Elle avait comme partenaires : Jules, acrobate sur fil mou et, entre autres, un géant de deux mètres dix à qui il fallait trois repas au lieu d’un et un petit homme qui mâchait un verre à pied (mais quand même sans le pied) et qui ensuite l’avalait, sans aucun trucage. Et nous avons vu plus d’une jeune femme tourner de l’œil devant ce numéro. Jean Digne qui créa Aix, ville ouverte aux saltimbanques invita le Palais des Merveilles pour la plus grande joie des habitants. Resteront de cette compagnie, de fabuleuses images d’une intensité poétique, comme Ratapuce jouant de la flûte sous les platanes du cours Mirabeau, ou sur les placettes d’Aix-en-Provence. Et Jules Cordière, crachant le feu dans le ciel bleu… Rien ou presque rien mais qui émerveillait les riches comme les pauvres, les jeunes comme les plus âgé…
Le Normalien à la culture savante avait su passer le pont et aller vers une contre-culture, gratuite et donc très populaire en un temps où, dans le centre d’Aix, vivaient encore des gens pas bien riches du tout… « La découverte, l’inquiétude et la joie, disait-il, y sont partagées par les passants et par ces autres passants que sont les Baladins. Le Palais des Merveilles, ce n’est pas la troupe par elle-même, mais la place publique ou la rue métamorphosées pendant nos spectacles en autant de Palais des Merveilles. Reste-t-il sur les trottoirs de nos villes un peu de place pour rêver ? Les Baladins du Palais des Merveilles, qui sont tous des professionnels du spectacle, se proposent de contribuer à rendre la ville plus humaine et l’image de la rue, plus belle et plus vivante. »


Jules Cordière était très souvent verbalisé à Paris par les flics avec amende à la clé.

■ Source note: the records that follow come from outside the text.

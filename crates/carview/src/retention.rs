//! Periodic deletion of expired recordings.
//!
//! The sweep runs on a cron schedule (server local time, default daily at
//! midnight) and removes clips older than the retention window.

use crate::recording;
use chrono::{DateTime, Local};
use std::path::{Path, PathBuf};
use std::str::FromStr;
use std::time::{Duration, SystemTime};
use tokio::sync::watch;

#[derive(Debug, thiserror::Error)]
pub enum RetentionError {
    #[error("Invalid cron expression: {0}")]
    CronParse(String),
    #[error("IO error: {0}")]
    Io(#[from] std::io::Error),
}

type Result<T> = std::result::Result<T, RetentionError>;

/// Accept standard 5-field cron by pinning seconds to zero.
pub fn normalize_cron_expr(expr: &str) -> String {
    let trimmed = expr.trim();
    if trimmed.split_whitespace().count() == 5 {
        format!("0 {}", trimmed)
    } else {
        trimmed.to_string()
    }
}

pub fn parse_schedule(expr: &str) -> Result<cron::Schedule> {
    cron::Schedule::from_str(&normalize_cron_expr(expr))
        .map_err(|e| RetentionError::CronParse(format!("{}: {}", expr, e)))
}

/// Next occurrence of `schedule` strictly after `after`.
pub fn next_run_after(schedule: &cron::Schedule, after: DateTime<Local>) -> Option<DateTime<Local>> {
    schedule.after(&after).next()
}

/// Delete clips in `directory` whose creation time is older than `retention`.
/// Returns how many were removed. Files that cannot be inspected are skipped.
pub fn sweep_expired(directory: &Path, extension: &str, retention: Duration) -> Result<usize> {
    let now = SystemTime::now();
    let mut removed = 0;
    for entry in std::fs::read_dir(directory)? {
        let entry = entry?;
        let path = entry.path();
        if path.extension().and_then(|e| e.to_str()) != Some(extension) {
            continue;
        }
        let metadata = match entry.metadata() {
            Ok(m) if m.is_file() => m,
            Ok(_) => continue,
            Err(e) => {
                log::warn!("[Retention] cannot stat {}: {}", path.display(), e);
                continue;
            }
        };
        let age = now
            .duration_since(recording::created_at(&metadata))
            .unwrap_or_default();
        if age <= retention {
            continue;
        }
        match std::fs::remove_file(&path) {
            Ok(()) => {
                log::info!("[Retention] removed {}", path.display());
                removed += 1;
            }
            Err(e) => log::warn!("[Retention] failed to remove {}: {}", path.display(), e),
        }
    }
    Ok(removed)
}

/// Run the sweep on `schedule` until the shutdown signal fires.
pub async fn run(
    directory: PathBuf,
    extension: String,
    retention: Duration,
    schedule: cron::Schedule,
    mut shutdown: watch::Receiver<()>,
) {
    log::info!(
        "[Retention] sweeping {} on '{}' (keep {}h)",
        directory.display(),
        schedule,
        retention.as_secs() / 3600
    );
    loop {
        let Some(next) = next_run_after(&schedule, Local::now()) else {
            log::warn!("[Retention] schedule has no further occurrences, exiting");
            return;
        };
        let wait = (next - Local::now()).to_std().unwrap_or_default();
        tokio::select! {
            _ = tokio::time::sleep(wait) => {
                let dir = directory.clone();
                let ext = extension.clone();
                let result =
                    tokio::task::spawn_blocking(move || sweep_expired(&dir, &ext, retention)).await;
                match result {
                    Ok(Ok(n)) => log::info!("[Retention] sweep done, {} clip(s) removed", n),
                    Ok(Err(e)) => log::error!("[Retention] sweep failed: {}", e),
                    Err(e) => log::error!("[Retention] sweep task panicked: {}", e),
                }
            }
            _ = shutdown.changed() => {
                log::info!("[Retention] shutdown signal received, exiting");
                return;
            }
        }
    }
}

Motif : trouble à l’ordre public ! Non, ce n’était pas au Moyen-Age du plus-que-passé ? Du passé antérieur ? Même pas ! C’était juste après 1968, sous le règne du sinistre Raymond Marcellin, alors ministre de l’Intérieur, partisan de l’ordre musclé et devenu célèbre pour avoir fait installer des micros dans les bureaux du Canard enchaîné ! Alors que Jules Cordière était seulement en équilibre – un petit miracle – sur une corde molle attachée entre deux arbres à Saint-Germain des Prés… Quoi de plus charmant ? Mais la République n’a jamais été tendre avec les saltimbanques ! Pour preuve, comme on avait pu la voir à En Piste ! Clowns, pitres et saltimbanques, une remarquable exposition du MUCEM à Marseille, il y avait déjà une affiche fin XIXe siècle d’un arrêté préfectoral menaçant les saltimbanques. Ils devaient strictement se produire là où on les autorisait comme les horaires, différents l’été et l’hiver.

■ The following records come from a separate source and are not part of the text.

//! Server configuration loaded from YAML.

use serde::{Deserialize, Serialize};
use std::path::{Path, PathBuf};
use std::time::Duration;

/// Root configuration for the carview server
#[derive(Debug, Clone, Serialize, Deserialize)]
#[serde(default)]
pub struct ServerConfig {
    /// HTTP/WebSocket listen address
    pub listen: String,
    pub engine: EngineConfig,
    pub camera: CameraConfig,
    pub recording: RecordingConfig,
    pub bandwidth: BandwidthLimits,
    pub registry: RegistryConfig,
}

impl Default for ServerConfig {
    fn default() -> Self {
        Self {
            listen: "0.0.0.0:8443".to_string(),
            engine: EngineConfig::default(),
            camera: CameraConfig::default(),
            recording: RecordingConfig::default(),
            bandwidth: BandwidthLimits::default(),
            registry: RegistryConfig::default(),
        }
    }
}

impl ServerConfig {
    /// Load configuration from a YAML file
    pub fn from_file(path: impl AsRef<Path>) -> Result<Self, ConfigError> {
        let contents = std::fs::read_to_string(path.as_ref())
            .map_err(|e| ConfigError::IoError(e.to_string()))?;
        Self::parse(&contents)
    }

    /// Parse configuration from a YAML string
    pub fn parse(yaml: &str) -> Result<Self, ConfigError> {
        serde_yaml::from_str(yaml).map_err(|e| ConfigError::ParseError(e.to_string()))
    }
}

/// Media engine (Kurento) connection settings
#[derive(Debug, Clone, Serialize, Deserialize)]
#[serde(default)]
pub struct EngineConfig {
    /// JSON-RPC WebSocket endpoint of the media server
    pub ws_uri: String,
    /// Upper bound for a single RPC round trip
    pub request_timeout_ms: u64,
}

impl Default for EngineConfig {
    fn default() -> Self {
        Self {
            ws_uri: "ws://localhost:8888/kurento".to_string(),
            request_timeout_ms: 30_000,
        }
    }
}

impl EngineConfig {
    pub fn request_timeout(&self) -> Duration {
        Duration::from_millis(self.request_timeout_ms)
    }
}

/// How cameras are reached on the vehicle network
#[derive(Debug, Clone, Serialize, Deserialize)]
#[serde(default)]
pub struct CameraConfig {
    /// Streaming port probed for admission and used in the source URI
    pub rtsp_port: u16,
    /// Firmware HTTP port (authentication and PTZ)
    pub http_port: u16,
    /// Stream path appended to the RTSP source URI
    pub rtsp_path: String,
    pub probe_timeout_ms: u64,
    pub http_timeout_ms: u64,
}

impl Default for CameraConfig {
    fn default() -> Self {
        Self {
            rtsp_port: 1935,
            http_port: 80,
            rtsp_path: "/live/cctv002.stream".to_string(),
            probe_timeout_ms: 500,
            http_timeout_ms: 5_000,
        }
    }
}

impl CameraConfig {
    pub fn probe_timeout(&self) -> Duration {
        Duration::from_millis(self.probe_timeout_ms)
    }

    pub fn http_timeout(&self) -> Duration {
        Duration::from_millis(self.http_timeout_ms)
    }
}

/// Where and how the engine writes recordings
#[derive(Debug, Clone, Serialize, Deserialize)]
#[serde(default)]
pub struct RecordingConfig {
    /// Directory as seen by the media server (used in `file://` URIs)
    pub directory: String,
    pub extension: String,
    pub media_profile: String,
    /// Age after which clips are swept
    pub retention_hours: u64,
    /// Cron expression for the retention sweep (5 or 6 fields)
    pub sweep_cron: String,
    /// Local path of the recordings directory; enables listing, serving and the sweep
    pub serve_directory: Option<PathBuf>,
}

impl Default for RecordingConfig {
    fn default() -> Self {
        Self {
            directory: "/recorders".to_string(),
            extension: "webm".to_string(),
            media_profile: "WEBM_VIDEO_ONLY".to_string(),
            retention_hours: 48,
            sweep_cron: "0 0 * * *".to_string(),
            serve_directory: None,
        }
    }
}

impl RecordingConfig {
    pub fn retention(&self) -> Duration {
        Duration::from_secs(self.retention_hours * 60 * 60)
    }
}

/// Video bandwidth bounds applied to the browser-facing endpoint, in kbps
#[derive(Debug, Clone, Copy, PartialEq, Eq, Serialize, Deserialize)]
#[serde(default)]
pub struct BandwidthLimits {
    pub min_send_kbps: u32,
    pub max_send_kbps: u32,
    pub min_recv_kbps: u32,
    pub max_recv_kbps: u32,
}

impl Default for BandwidthLimits {
    fn default() -> Self {
        Self {
            min_send_kbps: 500,
            max_send_kbps: 2000,
            min_recv_kbps: 500,
            max_recv_kbps: 2000,
        }
    }
}

/// Camera registry storage
#[derive(Debug, Clone, Default, Serialize, Deserialize)]
#[serde(default)]
pub struct RegistryConfig {
    /// YAML file of camera records; in-memory only when unset
    pub path: Option<PathBuf>,
}

/// Configuration errors
#[derive(Debug, thiserror::Error)]
pub enum ConfigError {
    #[error("IO error: {0}")]
    IoError(String),
    #[error("Parse error: {0}")]
    ParseError(String),
}

#[cfg(test)]
mod tests {
    use super::*;

    #[test]
    fn test_defaults_match_field_deployment() {
        let config = ServerConfig::default();
        assert_eq!(config.camera.rtsp_port, 1935);
        assert_eq!(config.camera.probe_timeout(), Duration::from_millis(500));
        assert_eq!(config.engine.ws_uri, "ws://localhost:8888/kurento");
        assert_eq!(config.recording.extension, "webm");
        assert_eq!(config.recording.retention(), Duration::from_secs(48 * 3600));
        assert_eq!(config.bandwidth.max_send_kbps, 2000);
        assert_eq!(config.bandwidth.min_recv_kbps, 500);
    }

    #[test]
    fn test_parse_partial_yaml_keeps_defaults() {
        let yaml = r#"
listen: "127.0.0.1:9000"
engine:
  ws_uri: "ws://kms:8888/kurento"
camera:
  probe_timeout_ms: 250
recording:
  serve_directory: /srv/recorders
"#;
        let config = ServerConfig::parse(yaml).unwrap();
        assert_eq!(config.listen, "127.0.0.1:9000");
        assert_eq!(config.engine.ws_uri, "ws://kms:8888/kurento");
        assert_eq!(config.engine.request_timeout_ms, 30_000);
        assert_eq!(config.camera.probe_timeout_ms, 250);
        assert_eq!(config.camera.rtsp_port, 1935);
        assert_eq!(
            config.recording.serve_directory,
            Some(PathBuf::from("/srv/recorders"))
        );
        assert_eq!(config.recording.directory, "/recorders");
    }

    #[test]
    fn test_parse_invalid_yaml() {
        let err = ServerConfig::parse("camera: [unclosed").unwrap_err();
        assert!(matches!(err, ConfigError::ParseError(_)));
    }

    #[test]
    fn test_from_file_missing() {
        let err = ServerConfig::from_file("/nonexistent/carview.yaml").unwrap_err();
        assert!(matches!(err, ConfigError::IoError(_)));
    }
}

Jules Cordière, vivait retiré depuis longtemps en Provence. Nous t’aimions bien, Jules et nous regarderons avec encore plus de nostalgie et d’émotion cette belle photo de Bernard Lagneau sur un mur de notre appartement. C’était en 1972 et tu étais sur une corde molle devant Notre-Dame de Paris. Repose en paix, Jules. Et nous pensons fort à toi, Carolyn.